There is nothing like the data above for strength differences in men and women as assessed by things like pull-ups and push-ups. We don’t see thousands or people participating in massive group events and competitions to see “who can do how many” all over the world like we do for running and the marathon. However, a few rigorous training studies suggest that young women can improve remarkably and that many could meet current standards with training:
“Strength training improved physical performances of women over 6 months and adaptations in strength, power, and endurance were specific to the subtle differences (e.g., exercise choice and speeds of exercise movement) in the resistance training programs (strength/power vs strength/hypertrophy). Upper- and total-body resistance training resulted in similar improvements in occupational task performances, especially in tasks that involved upper-body musculature. Finally, gender differences in physical performance measures were reduced after resistance training in women, which underscores the importance of such training for physically demanding occupations.”
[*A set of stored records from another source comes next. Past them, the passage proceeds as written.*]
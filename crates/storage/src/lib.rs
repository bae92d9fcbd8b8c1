//! Storage Layer
//!
//! SQLite persistence for users, devices and their motion samples, plus the
//! one-shot bootstrap seeder.

mod models;
mod repository;
mod schema;
mod seed;

pub use models::{Device, DeviceStat, NewDeviceStat, TimeWindow, User, MAX_READING_MAGNITUDE};
pub use repository::{Repository, StoreCounts};
pub use seed::{
    load_seed_file, seed_from_data, seed_if_empty, SeedData, SeedDevice, SeedOutcome,
    SeedReport, SeedStat, SeedUser,
};

use thiserror::Error;

/// Storage errors
#[derive(Debug, Error)]
pub enum StorageError {
    #[error("Database error: {0}")]
    DatabaseError(String),
    #[error("{entity} {key} not found")]
    NotFound { entity: &'static str, key: String },
    #[error("Unique constraint violation: {0}")]
    UniqueViolation(String),
    #[error("Foreign key constraint violation: {0}")]
    ForeignKeyViolation(String),
    #[error("{entity} {id} still has {count} {dependents}")]
    HasDependents {
        entity: &'static str,
        id: i64,
        dependents: &'static str,
        count: i64,
    },
    #[error("Invalid input: {0}")]
    InvalidInput(String),
    #[error("Failed to read seed file {path}: {source}")]
    SeedFile {
        path: String,
        #[source]
        source: std::io::Error,
    },
    #[error("Serialization error: {0}")]
    SerializationError(String),
}

impl StorageError {
    pub(crate) fn not_found(entity: &'static str, key: impl ToString) -> Self {
        Self::NotFound {
            entity,
            key: key.to_string(),
        }
    }
}

impl From<sqlx::Error> for StorageError {
    fn from(err: sqlx::Error) -> Self {
        match &err {
            sqlx::Error::Database(db_err) if db_err.is_unique_violation() => {
                StorageError::UniqueViolation(db_err.message().to_string())
            }
            sqlx::Error::Database(db_err) if db_err.is_foreign_key_violation() => {
                StorageError::ForeignKeyViolation(db_err.message().to_string())
            }
            _ => StorageError::DatabaseError(err.to_string()),
        }
    }
}

impl From<serde_json::Error> for StorageError {
    fn from(err: serde_json::Error) -> Self {
        StorageError::SerializationError(err.to_string())
    }
}

pub type Result<T> = std::result::Result<T, StorageError>;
That having been said, my bet is that with intensive training, plenty of women would be able to meet current body weight specific tests of strength. Whether the distribution would be similar to that for running is not clear, but the point is plenty of women could qualify.
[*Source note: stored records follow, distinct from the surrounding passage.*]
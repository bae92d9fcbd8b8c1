//! Motion Statistics Engine
//!
//! Reduces triaxial samples into pooled summary statistics.

mod sample;
mod statistics;

pub use sample::Sample;
pub use statistics::{aggregate, Summary};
The table above also provides some insight into what happens if the standards are really tough as they are for the Special Forces in various services. If you set physical standards that less than 1% of men can meet then perhaps only 0.1% of women will be able to meet them. Until you get to the fastest of the fast or the strongest of the strong do you see things that “no woman” can do. The figure below makes that point for the marathon (42,000m) and 1,500m times.
This is an Old Issue!
In the 1970s my teacher Jack Wilmore was asked to evaluate whether women could ever be fit enough to serve in the California Highway Patrol. Many of the arguments about physical strength and fitness as they relate to women in combat echo the arguments made about police and firefighter work in the 1970s and 80s. In a classic study Dr. Wilmore made a number of observations including the fact that many police officers were in poor physical condition once they finished training. He also advocated task specific fitness tests, and noted that:
“….there were overlaps between the range of values for each task for males and females, indicating some women were performing better than some men. The authors feel strongly that a screening test battery must be nondiscriminatory both on the basis of age and sex.”
The data from exercise physiology and sports performance studies clearly indicate that with training there will be many women who can pass the rigorous physical fitness tests required for assignment to many combat units and combat related jobs in the U.S. military. The only exception to this conclusion might be seen in the Special Forces with physical fitness standards similar to those seen in truly elite athletes. I will leave the political, philosophical, and religious discussions about women in combat to others. However, from a physiological perspective there is no reason to bar women from combat, and there is no reason to believe many women will not qualify and excel.